Les Nations unies et les organisations humanitaires se disaient mardi de plus en plus ouvertement inquiètes de la situation au Tigré, où l'ONU avait indiqué avoir obtenu un accès un accès humanitaire "sans restriction" en vertu d'un accord avec les autorités d'Addis Abeba annoncé la semaine dernière.
Le porte-parole de la cellule de crise gouvernementale pour le Tigré, Redwan Hussein, a confirmé mardi qu'une équipe de l'ONU avait essuyé des tirs et avait été arrêtée dimanche dans cette région.
Les membres de cette équipe "ont forcé deux barrages pour se rendre rapidement dans des zones où ils n'étaient pas censés aller et où il leur avait été dit de ne pas aller (...) au moment où ils allaient franchir le troisième, ils ont essuyé des tirs et ont été arrêtés", a-t-il affirmé, précisant qu'ils étaient "bien sûr, désormais libres".
"Un accès sans restriction à n'importe quel coin d'Ethiopie, ça n'existe pas", a martelé le porte-parole, estimant que "l'accès donné aux Nations unies entre dans un cadre élaboré par une nation souveraine, coordonné par le gouvernement".
Lire aussi : Ethiopie: le gouvernement dit oeuvrer pour un retour à la normale au Tigré
Le Tigré est privé de tout approvisionnement et d'aide depuis que le 4 novembre le Premier ministre Abiy Ahmed, prix Nobel de la Paix 2019, y a envoyé l'armée fédérale pour en chasser les dirigeants de la région, issus du Front de libération du Peuple du Tigré (TPLF), qui défiaient depuis des mois son autorité.
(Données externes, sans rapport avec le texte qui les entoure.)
//! Monochrome e-paper panel with an off-screen 1-bit frame
//!
//! E-paper controllers only accept whole frames and a refresh takes
//! seconds, so flushed rectangles are binarized into a persistent frame
//! here and the physical update is left to the refresh scheduler.

use super::{
    required_bytes, FullFrameRefresh, PanelKind, PanelTransfer, TransferError, TransferOutcome,
};
use crate::geometry::{DirtyRect, PanelSize};
use crate::pixel::{ColorFormat, Threshold};
use crate::traits::{BusError, EpaperDevice};

/// Bytes needed for a 1-bit frame of the given size
pub const fn frame_len(size: PanelSize) -> usize {
    (size.width as usize).div_ceil(8) * size.height as usize
}

/// Whole-panel 1-bit image
///
/// Rows are packed MSB first and padded to a whole byte. A set bit is white.
pub struct FrameAccumulator<'a> {
    bytes: &'a mut [u8],
    size: PanelSize,
    stride: usize,
}

impl<'a> FrameAccumulator<'a> {
    /// Wrap `bytes` and paint it white
    pub fn new(bytes: &'a mut [u8], size: PanelSize) -> Result<Self, TransferError> {
        let len = frame_len(size);
        if bytes.len() < len {
            return Err(TransferError::ShortBuffer);
        }
        let mut frame = Self {
            bytes: &mut bytes[..len],
            size,
            stride: usize::from(size.width).div_ceil(8),
        };
        frame.fill(true);
        Ok(frame)
    }

    pub fn fill(&mut self, white: bool) {
        self.bytes.fill(if white { 0xFF } else { 0x00 });
    }

    /// Set one pixel; coordinates outside the frame are ignored
    #[inline]
    pub fn set(&mut self, x: u16, y: u16, white: bool) {
        if x >= self.size.width || y >= self.size.height {
            return;
        }
        let index = usize::from(y) * self.stride + usize::from(x) / 8;
        let mask = 0x80 >> (x % 8);
        if white {
            self.bytes[index] |= mask;
        } else {
            self.bytes[index] &= !mask;
        }
    }

    /// Whether a pixel is white; `None` outside the frame
    pub fn is_white(&self, x: u16, y: u16) -> Option<bool> {
        if x >= self.size.width || y >= self.size.height {
            return None;
        }
        let index = usize::from(y) * self.stride + usize::from(x) / 8;
        Some(self.bytes[index] & (0x80 >> (x % 8)) != 0)
    }

    pub fn as_bytes(&self) -> &[u8] {
        self.bytes
    }

    pub fn size(&self) -> PanelSize {
        self.size
    }
}

/// E-paper panel that accumulates flushes and refreshes on demand
pub struct MonoPanel<'a, D: EpaperDevice> {
    device: D,
    frame: FrameAccumulator<'a>,
    threshold: Threshold,
    asleep: bool,
}

impl<'a, D: EpaperDevice> MonoPanel<'a, D> {
    pub fn new(
        device: D,
        frame: &'a mut [u8],
        size: PanelSize,
        threshold: Threshold,
    ) -> Result<Self, TransferError> {
        Ok(Self {
            device,
            frame: FrameAccumulator::new(frame, size)?,
            threshold,
            asleep: false,
        })
    }

    /// Initialise the controller and clear the panel to white
    pub fn start(&mut self) -> Result<(), BusError> {
        self.device.init()?;
        self.frame.fill(true);
        self.device.display(self.frame.as_bytes())
    }

    pub fn frame(&self) -> &FrameAccumulator<'a> {
        &self.frame
    }

    pub fn device_mut(&mut self) -> &mut D {
        &mut self.device
    }
}

impl<D: EpaperDevice> PanelTransfer for MonoPanel<'_, D> {
    fn size(&self) -> PanelSize {
        self.frame.size()
    }

    fn kind(&self) -> PanelKind {
        PanelKind::Mono
    }

    fn transfer(
        &mut self,
        rect: DirtyRect,
        format: ColorFormat,
        pixels: &[u8],
    ) -> Result<TransferOutcome, TransferError> {
        let needed = required_bytes(&rect, format, pixels)?;
        let bpp = format.bytes_per_pixel();

        for ((x, y), px) in rect.points().zip(pixels[..needed].chunks_exact(bpp)) {
            let white = !self.threshold.is_black(format.luma(px));
            self.frame.set(x, y, white);
        }

        Ok(TransferOutcome::Accumulated)
    }

    fn full_frame(&mut self) -> Option<&mut dyn FullFrameRefresh> {
        Some(self)
    }
}

impl<D: EpaperDevice> FullFrameRefresh for MonoPanel<'_, D> {
    fn refresh(&mut self) -> Result<(), BusError> {
        self.device.display(self.frame.as_bytes())
    }

    fn sleep(&mut self) -> Result<(), BusError> {
        self.device.sleep()?;
        self.asleep = true;
        Ok(())
    }

    fn wake(&mut self) -> Result<(), BusError> {
        self.device.init()?;
        self.asleep = false;
        Ok(())
    }

    fn is_asleep(&self) -> bool {
        self.asleep
    }
}

#[cfg(test)]
mod tests {
    use super::*;
    use crate::geometry::Area;
    use proptest::prelude::*;

    #[derive(Default)]
    struct MockEpaper {
        inits: usize,
        displays: usize,
        sleeps: usize,
        last_frame: Vec<u8>,
    }

    impl EpaperDevice for MockEpaper {
        fn init(&mut self) -> Result<(), BusError> {
            self.inits += 1;
            Ok(())
        }

        fn display(&mut self, frame: &[u8]) -> Result<(), BusError> {
            self.displays += 1;
            self.last_frame = frame.to_vec();
            Ok(())
        }

        fn sleep(&mut self) -> Result<(), BusError> {
            self.sleeps += 1;
            Ok(())
        }
    }

    const SIZE: PanelSize = PanelSize::new(16, 4);

    #[test]
    fn test_frame_starts_white() {
        let mut bytes = [0u8; 8];
        let frame = FrameAccumulator::new(&mut bytes, SIZE).unwrap();
        assert!(frame.as_bytes().iter().all(|b| *b == 0xFF));
    }

    #[test]
    fn test_frame_msb_first() {
        let mut bytes = [0u8; 8];
        let mut frame = FrameAccumulator::new(&mut bytes, SIZE).unwrap();
        frame.set(0, 0, false);
        frame.set(9, 1, false);
        assert_eq!(frame.as_bytes()[0], 0x7F);
        assert_eq!(frame.as_bytes()[3], 0xBF);
        assert_eq!(frame.is_white(0, 0), Some(false));
        assert_eq!(frame.is_white(1, 0), Some(true));
        assert_eq!(frame.is_white(16, 0), None);
    }

    #[test]
    fn test_frame_row_padding() {
        let size = PanelSize::new(10, 2);
        assert_eq!(frame_len(size), 4);
        let mut bytes = [0u8; 4];
        let mut frame = FrameAccumulator::new(&mut bytes, size).unwrap();
        frame.set(0, 1, false);
        assert_eq!(frame.as_bytes()[2], 0x7F);
    }

    #[test]
    fn test_frame_too_small() {
        let mut bytes = [0u8; 7];
        assert!(FrameAccumulator::new(&mut bytes, SIZE).is_err());
    }

    #[test]
    fn test_transfer_accumulates_without_touching_device() {
        let mut bytes = [0u8; 8];
        let mut panel =
            MonoPanel::new(MockEpaper::default(), &mut bytes, SIZE, Threshold::default()).unwrap();
        let rect = DirtyRect::within(Area::new(0, 0, 3, 0), SIZE).unwrap();

        let outcome = panel.transfer(rect, ColorFormat::L8, &[0, 199, 200, 255]).unwrap();

        assert_eq!(outcome, TransferOutcome::Accumulated);
        assert_eq!(panel.frame().as_bytes()[0], 0b0011_1111);
        assert_eq!(panel.device_mut().displays, 0);
        assert_eq!(panel.device_mut().inits, 0);
    }

    #[test]
    fn test_rgb565_reduced_to_luma() {
        let mut bytes = [0u8; 8];
        let mut panel =
            MonoPanel::new(MockEpaper::default(), &mut bytes, SIZE, Threshold::default()).unwrap();
        let rect = DirtyRect::within(Area::new(0, 0, 1, 0), SIZE).unwrap();

        // black, white (little-endian)
        panel
            .transfer(rect, ColorFormat::Rgb565, &[0x00, 0x00, 0xFF, 0xFF])
            .unwrap();

        assert_eq!(panel.frame().is_white(0, 0), Some(false));
        assert_eq!(panel.frame().is_white(1, 0), Some(true));
    }

    #[test]
    fn test_start_clears_panel() {
        let mut bytes = [0u8; 8];
        let mut panel =
            MonoPanel::new(MockEpaper::default(), &mut bytes, SIZE, Threshold::default()).unwrap();
        panel.start().unwrap();

        let device = panel.device_mut();
        assert_eq!(device.inits, 1);
        assert_eq!(device.displays, 1);
        assert!(device.last_frame.iter().all(|b| *b == 0xFF));
    }

    #[test]
    fn test_full_frame_cycle() {
        let mut bytes = [0u8; 8];
        let mut panel =
            MonoPanel::new(MockEpaper::default(), &mut bytes, SIZE, Threshold::default()).unwrap();

        let full = panel.full_frame().unwrap();
        full.refresh().unwrap();
        full.sleep().unwrap();
        assert!(panel.is_asleep());

        panel.wake().unwrap();
        assert!(!panel.is_asleep());
        let device = panel.device_mut();
        assert_eq!((device.displays, device.sleeps, device.inits), (1, 1, 1));
    }

    proptest! {
        #[test]
        fn threshold_decides_every_luma(v in 0u8..=255) {
            let mut bytes = [0u8; 8];
            let mut panel =
                MonoPanel::new(MockEpaper::default(), &mut bytes, SIZE, Threshold::default())
                    .unwrap();
            let rect = DirtyRect::within(Area::new(5, 2, 5, 2), SIZE).unwrap();
            panel.transfer(rect, ColorFormat::L8, &[v]).unwrap();
            prop_assert_eq!(panel.frame().is_white(5, 2), Some(v >= 200));
        }
    }
}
Lundi, plusieurs sources onusiennes à Addis Abeba avaient indiqué à l'AFP qu'une équipe de l'ONU chargée d'évaluer les conditions de sécurité au Tigré avait été brièvement arrêtée après s'être vu refuser l'accès à un camp de réfugiés érythréens. Une des sources avait évoqué des tirs.
L'accord passé avec l'ONU prévoit que "l'assistance (humanitaire) soit conduite et coordonnée par le gouvernement éthiopien. Aucune entité, multilatérale ou unilatérale ne peut supplanter la responsabilité du gouvernement éthiopien", a insisté le porte-parole.
"De plus en plus critique"
Près d'une semaine après cet accord et dix jours après que Abiy eut décrété, le 28 novembre, l'opération militaire au Tigré "terminée" avec la prise de la capitale régionale Mekele, l'aide humanitaire n'a toujours pas commencé à être acheminée et la situation sécuritaire et humanitaire réelle est inconnue.
L'ONU n'a toujours pas "cet accès terriblement nécessaire" au Tigré, a regretté mardi à Genève le porte-parole du Haut Commissariat au Réfugiés (HCR), Babar Baloch. "La situation humanitaire est de plus en plus critique", a-t-il prévenu, jugeant vital que les organisations humanitaires soient en mesure d'assister rapidement les gens" sur place.
Lire aussi : L'Ethiopie donne un accès humanitaire illimité à l'ONU au Tigré
Les Nations unies sont "toujours très inquiètes pour la sécurité des civils en général", a-t-il poursuivi.
"Cela fait un mois que nous n'avons plus accès aux (quelque 96.000) réfugiés érythréens", abrités depuis des années dans quatre camps au Tigré, a également souligné Baloch: "faute de pouvoir accéder" au Tigré, "nous ne pouvons pas vérifier ce qui leur est arrivé ou ce qu'il se passe là-bas".
Baloch avait récemment estimé que les stocks de nourriture sur place devaient désormais être épuisés.
Le secrétaire général de l'ONU Antonio Guterres s'est également dit "très inquiet de la situation actuelle au Tigré", estimant "essentiel de rétablir rapidement l'Etat de droit, de faire respecter les droits humains, de rétablir les services publics et de garantir un accès humanitaire sans restriction".
Dimanche, un médecin du principal hôpital de Mekele avait indiqué ne plus pouvoir prodiguer de soins, faute d'électricité, de matériel et de médicaments de base.
"Le plus tôt nous atteindrons les hôpitaux (du Tigré) avec de l'aide médicale, le mieux ce sera pour des centaines de blessés et malades", a tweeté le directeur Afrique du Comité international de la Croix-Rouge (CICR), Patrick Youssef.
Le Conseil norvégien pour les réfugiés (NRC) a de son côté estimé mardi que "l'aide à la région du Tigré ne peut plus attendre" et le secrétaire général de l'ONG Jan Egeland s'est dit "profondément inquiet de voir que l'accès humanitaire à la région est toujours très restreint".